**WHAT YOU SHOULD DO**
Set down exactly the lines below, starting at the one that contains "let status = match" and ending at the one that contains "self.set_infection_status(person_id, status);", with both of those lines included and nothing else.

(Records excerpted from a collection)
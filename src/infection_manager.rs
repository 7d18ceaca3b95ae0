//! The epidemic state machine.
//!
//! `Susceptible -> Infectious -> Recovered` under SIR, or back to `Susceptible` under SIS, plus
//! an orthogonal hospitalization flag. Infecting someone queues their recovery for
//! `day + D + 1` (D being the infectious period) and, with probability
//! `hospitalization_base_rate * health_factor`, a hospital admission for `day + ceil(D / 3)`.
//! Both queues are drained once per day after the hourly loop, recoveries first.
//!
//! An admission when the hospital is already at capacity sends the person home instead: they
//! stay home-isolated until they recover.
use crate::context::{Context, ContextBase};
use crate::define_data_plugin;
use crate::define_rng;
use crate::emergency::ContextEmergencyExt;
use crate::error::EpiError;
use crate::event_log::EventLog;
use crate::log::{debug, trace};
use crate::parameters::{ContextParametersExt, ModelType};
use crate::people::{ContextPeopleExt, ContextPeopleMutExt, InfectionStatus, PersonId};
use crate::random::ContextRandomExt;
use crate::routine::{ContextRoutineExt, Routine};
use crate::town::LocationRef;

define_rng!(InfectionRng);
define_rng!(SeedingRng);

struct InfectionData {
    recoveries: EventLog,
    hospitalizations: EventLog,
    hospitalized: usize,
    turned_away: usize,
}

define_data_plugin!(
    InfectionPlugin,
    InfectionData,
    InfectionData {
        recoveries: EventLog::default(),
        hospitalizations: EventLog::default(),
        hospitalized: 0,
        turned_away: 0,
    }
);

/// Sizes the event logs to cover every day an event can be scheduled on.
///
/// # Errors
///
/// Returns an `EpiError` if the logs were already sized.
pub fn init(context: &mut Context) -> Result<(), EpiError> {
    let params = context.get_params();
    let days = params.simulation_days + params.infectious_duration_days + 2;
    let data = context.get_data_mut(InfectionPlugin);
    if data.recoveries.capacity() > 0 {
        return Err(EpiError::EpiError(
            "infection manager already initialized".to_string(),
        ));
    }
    data.recoveries = EventLog::with_days(days);
    data.hospitalizations = EventLog::with_days(days);
    trace!("infection event logs cover {days} days");
    Ok(())
}

pub trait ContextInfectionExt {
    /// Makes a susceptible person infectious on the current day and queues their recovery and
    /// possible hospitalization. Returns `false`, doing nothing, if the person is not
    /// susceptible.
    fn infect(&mut self, person_id: PersonId) -> bool;

    /// Infects the configured starting share of the population, chosen uniformly without
    /// replacement.
    fn seed_infections(&mut self) -> Vec<PersonId>;

    /// Ends a person's infection: they become recovered (SIR) or susceptible again (SIS). A
    /// person who was hospitalized or isolated at home gets a routine derived from their
    /// default routine under the current emergency level. Does nothing for a person who is not
    /// infectious.
    fn recover(&mut self, person_id: PersonId);

    /// Admits an infectious person to hospital, or isolates them at home when the hospital is
    /// full. Skips people who recovered in the meantime or are already admitted.
    fn hospitalize(&mut self, person_id: PersonId);

    /// Runs every recovery queued for `day`. Returns how many people were processed.
    fn process_recoveries(&mut self, day: usize) -> usize;

    /// Runs every admission queued for `day`. Returns how many people were processed.
    fn process_hospitalizations(&mut self, day: usize) -> usize;

    fn scheduled_recoveries(&self, day: usize) -> &[PersonId];

    fn scheduled_hospitalizations(&self, day: usize) -> &[PersonId];

    /// People currently in hospital.
    fn hospitalized_count(&self) -> usize;

    /// Admissions refused so far because the hospital was full.
    fn turned_away_count(&self) -> usize;
}

impl ContextInfectionExt for Context {
    fn infect(&mut self, person_id: PersonId) -> bool {
        if self.get_infection_status(person_id) != InfectionStatus::Susceptible {
            return false;
        }
        self.set_infection_status(person_id, InfectionStatus::Infectious);

        let day = self.get_current_day();
        let params = self.get_params();
        let duration = params.infectious_duration_days;
        let probability =
            (params.policy.hospitalization_base_rate * self.get_person(person_id).factors().health)
                .min(1.0);
        let hospitalized = self.sample_bool(InfectionRng, probability);

        let data = self.get_data_mut(InfectionPlugin);
        data.recoveries.schedule(day + duration + 1, person_id);
        if hospitalized {
            data.hospitalizations
                .schedule(day + duration.div_ceil(3), person_id);
        }
        trace!(
            "day {day}: {person_id:?} infected{}",
            if hospitalized {
                ", will need hospital care"
            } else {
                ""
            }
        );
        true
    }

    fn seed_infections(&mut self) -> Vec<PersonId> {
        let count = self.get_params().starting_infectious_count();
        let population: Vec<PersonId> = self.people().iter().map(|person| person.id()).collect();
        let seeded = self.sample_without_replacement(SeedingRng, &population, count);
        for person_id in &seeded {
            self.infect(*person_id);
        }
        debug!("seeded {} infections", seeded.len());
        seeded
    }

    fn recover(&mut self, person_id: PersonId) {
        if self.get_infection_status(person_id) != InfectionStatus::Infectious {
            return;
        }
        let status = match self.get_params().model_type {
            ModelType::SIR => InfectionStatus::Recovered,
            ModelType::SIS => InfectionStatus::Susceptible,
        };
        self.set_infection_status(person_id, status);

        let person = self.get_person(person_id);
        if !person.has_pinned_routine() {
            return;
        }
        let was_hospitalized = person.is_hospitalized();
        let routine = self.derive_routine(
            person.default_routine(),
            person.household(),
            self.get_emergency_level(),
        );
        let person = self.get_person_mut(person_id);
        person.set_hospitalized(false);
        person.set_home_isolated(false);
        person.set_active_routine(routine);
        if was_hospitalized {
            self.get_data_mut(InfectionPlugin).hospitalized -= 1;
            debug!("{person_id:?} discharged from hospital");
        }
    }

    fn hospitalize(&mut self, person_id: PersonId) {
        let person = self.get_person(person_id);
        if person.has_pinned_routine()
            || self.get_infection_status(person_id) != InfectionStatus::Infectious
        {
            return;
        }
        let household = person.household();
        let capacity = self.get_params().policy.hospital_capacity;
        let data = self.get_data_mut(InfectionPlugin);
        if data.hospitalized >= capacity {
            data.turned_away += 1;
            let person = self.get_person_mut(person_id);
            person.set_home_isolated(true);
            person.set_active_routine(Routine::filled(LocationRef::house(household)));
            debug!("hospital full: {person_id:?} isolated at home");
        } else {
            data.hospitalized += 1;
            let person = self.get_person_mut(person_id);
            person.set_hospitalized(true);
            person.set_active_routine(Routine::filled(LocationRef::hospital()));
            debug!("{person_id:?} admitted to hospital");
        }
    }

    fn process_recoveries(&mut self, day: usize) -> usize {
        let due = self.get_data_mut(InfectionPlugin).recoveries.take(day);
        for person_id in &due {
            self.recover(*person_id);
        }
        due.len()
    }

    fn process_hospitalizations(&mut self, day: usize) -> usize {
        let due = self.get_data_mut(InfectionPlugin).hospitalizations.take(day);
        for person_id in &due {
            self.hospitalize(*person_id);
        }
        due.len()
    }

    fn scheduled_recoveries(&self, day: usize) -> &[PersonId] {
        self.try_get_data(InfectionPlugin)
            .map(|data| data.recoveries.pending(day))
            .unwrap_or_default()
    }

    fn scheduled_hospitalizations(&self, day: usize) -> &[PersonId] {
        self.try_get_data(InfectionPlugin)
            .map(|data| data.hospitalizations.pending(day))
            .unwrap_or_default()
    }

    fn hospitalized_count(&self) -> usize {
        self.try_get_data(InfectionPlugin)
            .map_or(0, |data| data.hospitalized)
    }

    fn turned_away_count(&self) -> usize {
        self.try_get_data(InfectionPlugin)
            .map_or(0, |data| data.turned_away)
    }
}

#[cfg(test)]
mod tests {
    use super::*;
    use crate::emergency::EmergencyLevel;
    use crate::parameters::{Params, PolicyParams};
    use crate::people::{AgeGroup, PersonFactors};
    use crate::town::{ContextTownExt, LocationCategory};

    fn setup(size: usize, model_type: ModelType, policy: PolicyParams) -> Context {
        let mut context = Context::new();
        context
            .init_parameters(Params {
                population: size,
                starting_infectious_percentage: 20.0,
                infectious_duration_days: 5,
                simulation_days: 10,
                model_type,
                policy,
                ..Params::default()
            })
            .unwrap();
        context.init_town(size).unwrap();
        init(&mut context).unwrap();
        for household in 0..size {
            let mut routine = Routine::filled(LocationRef::house(household));
            routine.set_block(9..18, LocationRef::new(LocationCategory::Workplace, 0));
            context.add_person(
                household,
                AgeGroup::MiddleAged,
                PersonFactors {
                    health: 3.0,
                    hygiene: 1.0,
                    legality: 1.0,
                },
                routine,
            );
        }
        context
    }

    fn always_hospitalized() -> PolicyParams {
        PolicyParams {
            hospitalization_base_rate: 1.0,
            ..PolicyParams::default()
        }
    }

    fn never_hospitalized() -> PolicyParams {
        PolicyParams {
            hospitalization_base_rate: 0.0,
            ..PolicyParams::default()
        }
    }

    #[test]
    fn init_twice_fails() {
        let mut context = setup(2, ModelType::SIR, never_hospitalized());
        assert!(init(&mut context).is_err());
    }

    #[test]
    fn infect_schedules_recovery() {
        let mut context = setup(3, ModelType::SIR, never_hospitalized());
        context.set_current_day(2);
        assert!(context.infect(PersonId(1)));
        assert_eq!(
            context.get_infection_status(PersonId(1)),
            InfectionStatus::Infectious
        );
        assert_eq!(context.scheduled_recoveries(8), &[PersonId(1)]);
        assert!(context.scheduled_hospitalizations(4).is_empty());

        // Infecting again does nothing.
        assert!(!context.infect(PersonId(1)));
        assert_eq!(context.scheduled_recoveries(8).len(), 1);
    }

    #[test]
    fn hospitalization_is_scheduled_a_third_into_the_infection() {
        let mut context = setup(3, ModelType::SIR, always_hospitalized());
        context.set_current_day(1);
        context.infect(PersonId(0));
        // ceil(5 / 3) = 2
        assert_eq!(context.scheduled_hospitalizations(3), &[PersonId(0)]);
    }

    #[test]
    fn sir_recovery() {
        let mut context = setup(3, ModelType::SIR, never_hospitalized());
        context.infect(PersonId(0));
        assert_eq!(context.process_recoveries(5), 0);
        assert_eq!(context.process_recoveries(6), 1);
        assert_eq!(
            context.get_infection_status(PersonId(0)),
            InfectionStatus::Recovered
        );
        assert!(!context.infect(PersonId(0)));
        context.check_conservation().unwrap();
    }

    #[test]
    fn sis_recovery_returns_to_susceptible() {
        let mut context = setup(3, ModelType::SIS, never_hospitalized());
        context.infect(PersonId(2));
        context.process_recoveries(6);
        assert_eq!(
            context.get_infection_status(PersonId(2)),
            InfectionStatus::Susceptible
        );
        assert_eq!(context.count_status(InfectionStatus::Recovered), 0);
        assert!(context.infect(PersonId(2)));
    }

    #[test]
    fn hospital_stay_and_discharge() {
        let mut context = setup(3, ModelType::SIR, always_hospitalized());
        context.infect(PersonId(0));
        assert_eq!(context.process_hospitalizations(2), 1);

        let person = context.get_person(PersonId(0));
        assert!(person.is_hospitalized());
        assert_eq!(
            *person.active_routine(),
            Routine::filled(LocationRef::hospital())
        );
        assert_eq!(context.hospitalized_count(), 1);

        context.process_recoveries(6);
        let person = context.get_person(PersonId(0));
        assert!(!person.is_hospitalized());
        assert_eq!(person.active_routine(), person.default_routine());
        assert_eq!(context.hospitalized_count(), 0);
    }

    #[test]
    fn discharge_follows_current_emergency_level() {
        let mut context = setup(3, ModelType::SIR, always_hospitalized());
        context.infect(PersonId(0));
        context.process_hospitalizations(2);
        context.set_emergency_level(EmergencyLevel::HIGH);
        // Still in hospital despite the level change.
        assert!(context.get_person(PersonId(0)).is_hospitalized());

        context.process_recoveries(6);
        assert_eq!(
            *context.get_person(PersonId(0)).active_routine(),
            Routine::filled(LocationRef::house(0))
        );
    }

    #[test]
    fn full_hospital_isolates_at_home() {
        let mut context = setup(
            3,
            ModelType::SIR,
            PolicyParams {
                hospital_capacity: 1,
                ..always_hospitalized()
            },
        );
        context.infect(PersonId(0));
        context.infect(PersonId(1));
        context.process_hospitalizations(2);

        assert!(context.get_person(PersonId(0)).is_hospitalized());
        let isolated = context.get_person(PersonId(1));
        assert!(!isolated.is_hospitalized());
        assert!(isolated.is_home_isolated());
        assert_eq!(
            *isolated.active_routine(),
            Routine::filled(LocationRef::house(1))
        );
        assert_eq!(context.hospitalized_count(), 1);
        assert_eq!(context.turned_away_count(), 1);

        context.process_recoveries(6);
        assert!(!context.get_person(PersonId(1)).is_home_isolated());
    }

    #[test]
    fn recovered_people_are_not_admitted() {
        let mut context = setup(3, ModelType::SIR, always_hospitalized());
        context.infect(PersonId(0));
        context.recover(PersonId(0));
        context.process_hospitalizations(2);
        assert!(!context.get_person(PersonId(0)).is_hospitalized());
        assert_eq!(context.hospitalized_count(), 0);
    }

    #[test]
    fn seeding_infects_the_starting_share() {
        let mut context = setup(10, ModelType::SIR, never_hospitalized());
        let seeded = context.seed_infections();
        assert_eq!(seeded.len(), 2);
        assert_ne!(seeded[0], seeded[1]);
        assert_eq!(context.count_status(InfectionStatus::Infectious), 2);
        assert_eq!(context.scheduled_recoveries(6).len(), 2);
    }
}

**SOLUTION TO THIS PROBLEM**
        let status = match self.get_params().model_type {
            ModelType::SIR => InfectionStatus::Recovered,
            ModelType::SIS => InfectionStatus::Susceptible,
        };
        self.set_infection_status(person_id, status);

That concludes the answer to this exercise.